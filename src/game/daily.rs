//! Daily target selection
//!
//! Maps a calendar date to an index into the target list. The word at index
//! zero is scheduled for the epoch date, the next word for the following day,
//! and so on.

use crate::core::Word;
use crate::wordlists::{Catalog, CatalogError};
use chrono::NaiveDate;

/// The default schedule start: the word at index 0 belongs to this date
///
/// # Panics
/// Will not panic - the date literal is valid.
#[must_use]
pub fn default_epoch() -> NaiveDate {
    NaiveDate::from_ymd_opt(2022, 1, 1).expect("valid epoch date")
}

/// Whole days elapsed from `epoch` to `on`
///
/// Negative when `on` precedes the epoch. Computed on calendar dates, so the
/// index for a given date is the same no matter when during the day it is
/// asked for.
///
/// # Examples
/// ```
/// use chrono::NaiveDate;
/// use wordle_daily::game::daily::{day_index, default_epoch};
///
/// let launch = default_epoch();
/// assert_eq!(day_index(launch, launch), 0);
///
/// let later = NaiveDate::from_ymd_opt(2022, 1, 31).unwrap();
/// assert_eq!(day_index(later, launch), 30);
/// ```
#[must_use]
pub fn day_index(on: NaiveDate, epoch: NaiveDate) -> i64 {
    on.signed_duration_since(epoch).num_days()
}

/// Get the target word scheduled for `on`
///
/// # Errors
/// Returns `CatalogError::IndexOutOfRange` when `on` precedes the epoch or
/// falls past the end of the target list.
pub fn target_for_date<'a>(
    catalog: &'a Catalog,
    on: NaiveDate,
    epoch: NaiveDate,
) -> Result<&'a Word, CatalogError> {
    catalog.target_for_index(day_index(on, epoch))
}

#[cfg(test)]
mod tests {
    use super::*;

    fn date(y: i32, m: u32, d: u32) -> NaiveDate {
        NaiveDate::from_ymd_opt(y, m, d).unwrap()
    }

    fn setup_catalog() -> Catalog {
        let targets = vec![
            Word::new("crane").unwrap(),
            Word::new("pilot").unwrap(),
            Word::new("gloom").unwrap(),
        ];
        Catalog::new(Vec::new(), targets)
    }

    #[test]
    fn day_index_at_epoch_is_zero() {
        let epoch = default_epoch();
        assert_eq!(day_index(epoch, epoch), 0);
    }

    #[test]
    fn day_index_counts_whole_days() {
        let epoch = default_epoch();
        assert_eq!(day_index(date(2022, 1, 2), epoch), 1);
        assert_eq!(day_index(date(2022, 2, 1), epoch), 31);
        assert_eq!(day_index(date(2023, 1, 1), epoch), 365);
    }

    #[test]
    fn day_index_spans_leap_day() {
        // 2024 is a leap year: 2022 + 2023 + 2024 = 365 + 365 + 366
        let epoch = default_epoch();
        assert_eq!(day_index(date(2025, 1, 1), epoch), 1096);
    }

    #[test]
    fn day_index_negative_before_epoch() {
        let epoch = default_epoch();
        assert_eq!(day_index(date(2021, 12, 31), epoch), -1);
    }

    #[test]
    fn day_index_monotonic_and_stable() {
        let epoch = default_epoch();
        let mut previous = i64::MIN;

        for day in 1..=28 {
            let on = date(2022, 3, day);
            let index = day_index(on, epoch);
            assert!(index > previous);
            assert_eq!(index, day_index(on, epoch));
            previous = index;
        }
    }

    #[test]
    fn target_for_date_follows_schedule() {
        let catalog = setup_catalog();
        let epoch = date(2022, 1, 1);

        assert_eq!(
            target_for_date(&catalog, date(2022, 1, 1), epoch)
                .unwrap()
                .text(),
            "crane"
        );
        assert_eq!(
            target_for_date(&catalog, date(2022, 1, 3), epoch)
                .unwrap()
                .text(),
            "gloom"
        );
    }

    #[test]
    fn target_for_date_before_epoch_fails() {
        let catalog = setup_catalog();
        let epoch = date(2022, 1, 1);

        assert!(matches!(
            target_for_date(&catalog, date(2021, 6, 1), epoch),
            Err(CatalogError::IndexOutOfRange { .. })
        ));
    }

    #[test]
    fn target_for_date_past_schedule_fails() {
        let catalog = setup_catalog();
        let epoch = date(2022, 1, 1);

        assert_eq!(
            target_for_date(&catalog, date(2022, 1, 4), epoch),
            Err(CatalogError::IndexOutOfRange {
                index: 3,
                available: 3
            })
        );
    }
}
//! Simple interactive CLI mode
//!
//! Line-based play without the TUI: one full word per prompt.

use crate::game::{Outcome, RejectReason, Session, Status, SubmitResult};
use crate::output::{print_board, print_keyboard_hints, print_loss, print_win};
use colored::Colorize;
use std::io::{self, Write};

/// Run the line-based game loop until the session ends or the player quits
///
/// # Errors
///
/// Returns an error if there's an I/O error reading user input.
pub fn run_simple(session: &mut Session, label: &str) -> Result<(), String> {
    println!("\n╔══════════════════════════════════════════════════════════════╗");
    println!("║                 Daily Word Puzzle - {label:<24} ║");
    println!("╚══════════════════════════════════════════════════════════════╝\n");

    println!("Guess the five-letter word. After each guess:");
    println!("  - Green tile:  right letter, right spot");
    println!("  - Yellow tile: right letter, wrong spot");
    println!("  - Gray tile:   letter not in the word\n");
    println!("Commands: 'quit' to exit\n");

    while session.status() == Status::InProgress {
        print_board(session);
        if !session.keyboard().is_empty() {
            print_keyboard_hints(session.keyboard());
        }

        let attempt = session.board().guess_count() + 1;
        let prompt = format!("Guess {attempt}/{}", session.max_attempts());
        let input = get_user_input(&prompt)?;

        match input.to_lowercase().as_str() {
            "quit" | "q" | "exit" => {
                println!("\nThanks for playing!\n");
                return Ok(());
            }
            word => {
                // Line mode retypes the whole entry each turn
                while session.board().active_len() > 0 {
                    session.delete_letter();
                }
                for ch in word.chars() {
                    session.press_letter(ch);
                }

                match session.submit_guess().map_err(|e| e.to_string())? {
                    SubmitResult::Rejected(reason) => {
                        let hint = match reason {
                            RejectReason::TooShort => "need exactly five letters",
                            RejectReason::NotInWordList => "try another word",
                        };
                        println!("\n{} ({hint})", reason.to_string().bright_red());
                    }
                    SubmitResult::Scored { outcome, .. } => match outcome {
                        Outcome::Won => {
                            print_board(session);
                            print_win(session.board().guess_count(), session.max_attempts());
                        }
                        Outcome::Lost => {
                            print_board(session);
                            print_loss(session.target());
                        }
                        Outcome::Continue => {}
                    },
                }
            }
        }
    }

    Ok(())
}

/// Get user input with a prompt
fn get_user_input(prompt: &str) -> Result<String, String> {
    print!("{prompt}: ");
    io::stdout().flush().map_err(|e| e.to_string())?;

    let mut input = String::new();
    io::stdin()
        .read_line(&mut input)
        .map_err(|e| e.to_string())?;

    Ok(input.trim().to_string())
}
........
> [Exercise objective]: Please restate the material above exactly, line by line.

> [Solution to the exercise]:
filename src/game/daily.rs
//! Daily target selection
//!
//! Maps a calendar date to an index into the target list. The word at index
//! zero is scheduled for the epoch date, the next word for the following day,
//! and so on.

use crate::core::Word;
use crate::wordlists::{Catalog, CatalogError};
use chrono::NaiveDate;

/// The default schedule start: the word at index 0 belongs to this date
///
/// # Panics
/// Will not panic - the date literal is valid.
#[must_use]
pub fn default_epoch() -> NaiveDate {
    NaiveDate::from_ymd_opt(2022, 1, 1).expect("valid epoch date")
}

/// Whole days elapsed from `epoch` to `on`
///
/// Negative when `on` precedes the epoch. Computed on calendar dates, so the
/// index for a given date is the same no matter when during the day it is
/// asked for.
///
/// # Examples
/// ```
/// use chrono::NaiveDate;
/// use wordle_daily::game::daily::{day_index, default_epoch};
///
/// let launch = default_epoch();
/// assert_eq!(day_index(launch, launch), 0);
///
/// let later = NaiveDate::from_ymd_opt(2022, 1, 31).unwrap();
/// assert_eq!(day_index(later, launch), 30);
/// ```
#[must_use]
pub fn day_index(on: NaiveDate, epoch: NaiveDate) -> i64 {
    on.signed_duration_since(epoch).num_days()
}

/// Get the target word scheduled for `on`
///
/// # Errors
/// Returns `CatalogError::IndexOutOfRange` when `on` precedes the epoch or
/// falls past the end of the target list.
pub fn target_for_date<'a>(
    catalog: &'a Catalog,
    on: NaiveDate,
    epoch: NaiveDate,
) -> Result<&'a Word, CatalogError> {
    catalog.target_for_index(day_index(on, epoch))
}

#[cfg(test)]
mod tests {
    use super::*;

    fn date(y: i32, m: u32, d: u32) -> NaiveDate {
        NaiveDate::from_ymd_opt(y, m, d).unwrap()
    }

    fn setup_catalog() -> Catalog {
        let targets = vec![
            Word::new("crane").unwrap(),
            Word::new("pilot").unwrap(),
            Word::new("gloom").unwrap(),
        ];
        Catalog::new(Vec::new(), targets)
    }

    #[test]
    fn day_index_at_epoch_is_zero() {
        let epoch = default_epoch();
        assert_eq!(day_index(epoch, epoch), 0);
    }

    #[test]
    fn day_index_counts_whole_days() {
        let epoch = default_epoch();
        assert_eq!(day_index(date(2022, 1, 2), epoch), 1);
        assert_eq!(day_index(date(2022, 2, 1), epoch), 31);
        assert_eq!(day_index(date(2023, 1, 1), epoch), 365);
    }

    #[test]
    fn day_index_spans_leap_day() {
        // 2024 is a leap year: 2022 + 2023 + 2024 = 365 + 365 + 366
        let epoch = default_epoch();
        assert_eq!(day_index(date(2025, 1, 1), epoch), 1096);
    }

    #[test]
    fn day_index_negative_before_epoch() {
        let epoch = default_epoch();
        assert_eq!(day_index(date(2021, 12, 31), epoch), -1);
    }

    #[test]
    fn day_index_monotonic_and_stable() {
        let epoch = default_epoch();
        let mut previous = i64::MIN;

        for day in 1..=28 {
            let on = date(2022, 3, day);
            let index = day_index(on, epoch);
            assert!(index > previous);
            assert_eq!(index, day_index(on, epoch));
            previous = index;
        }
    }

    #[test]
    fn target_for_date_follows_schedule() {
        let catalog = setup_catalog();
        let epoch = date(2022, 1, 1);

        assert_eq!(
            target_for_date(&catalog, date(2022, 1, 1), epoch)
                .unwrap()
                .text(),
            "crane"
        );
        assert_eq!(
            target_for_date(&catalog, date(2022, 1, 3), epoch)
                .unwrap()
                .text(),
            "gloom"
        );
    }

    #[test]
    fn target_for_date_before_epoch_fails() {
        let catalog = setup_catalog();
        let epoch = date(2022, 1, 1);

        assert!(matches!(
            target_for_date(&catalog, date(2021, 6, 1), epoch),
            Err(CatalogError::IndexOutOfRange { .. })
        ));
    }

    #[test]
    fn target_for_date_past_schedule_fails() {
        let catalog = setup_catalog();
        let epoch = date(2022, 1, 1);

        assert_eq!(
            target_for_date(&catalog, date(2022, 1, 4), epoch),
            Err(CatalogError::IndexOutOfRange {
                index: 3,
                available: 3
            })
        );
    }
}
//! Simple interactive CLI mode
//!
//! Line-based play without the TUI: one full word per prompt.

use crate::game::{Outcome, RejectReason, Session, Status, SubmitResult};
use crate::output::{print_board, print_keyboard_hints, print_loss, print_win};
use colored::Colorize;
use std::io::{self, Write};

/// Run the line-based game loop until the session ends or the player quits
///
/// # Errors
///
/// Returns an error if there's an I/O error reading user input.
pub fn run_simple(session: &mut Session, label: &str) -> Result<(), String> {
    println!("\n╔══════════════════════════════════════════════════════════════╗");
    println!("║                 Daily Word Puzzle - {label:<24} ║");
    println!("╚══════════════════════════════════════════════════════════════╝\n");

    println!("Guess the five-letter word. After each guess:");
    println!("  - Green tile:  right letter, right spot");
    println!("  - Yellow tile: right letter, wrong spot");
    println!("  - Gray tile:   letter not in the word\n");
    println!("Commands: 'quit' to exit\n");

    while session.status() == Status::InProgress {
        print_board(session);
        if !session.keyboard().is_empty() {
            print_keyboard_hints(session.keyboard());
        }

        let attempt = session.board().guess_count() + 1;
        let prompt = format!("Guess {attempt}/{}", session.max_attempts());
        let input = get_user_input(&prompt)?;

        match input.to_lowercase().as_str() {
            "quit" | "q" | "exit" => {
                println!("\nThanks for playing!\n");
                return Ok(());
            }
            word => {
                // Line mode retypes the whole entry each turn
                while session.board().active_len() > 0 {
                    session.delete_letter();
                }
                for ch in word.chars() {
                    session.press_letter(ch);
                }

                match session.submit_guess().map_err(|e| e.to_string())? {
                    SubmitResult::Rejected(reason) => {
                        let hint = match reason {
                            RejectReason::TooShort => "need exactly five letters",
                            RejectReason::NotInWordList => "try another word",
                        };
                        println!("\n{} ({hint})", reason.to_string().bright_red());
                    }
                    SubmitResult::Scored { outcome, .. } => match outcome {
                        Outcome::Won => {
                            print_board(session);
                            print_win(session.board().guess_count(), session.max_attempts());
                        }
                        Outcome::Lost => {
                            print_board(session);
                            print_loss(session.target());
                        }
                        Outcome::Continue => {}
                    },
                }
            }
        }
    }

    Ok(())
}

/// Get user input with a prompt
fn get_user_input(prompt: &str) -> Result<String, String> {
    print!("{prompt}: ");
    io::stdout().flush().map_err(|e| e.to_string())?;

    let mut input = String::new();
    io::stdin()
        .read_line(&mut input)
        .map_err(|e| e.to_string())?;

    Ok(input.trim().to_string())
}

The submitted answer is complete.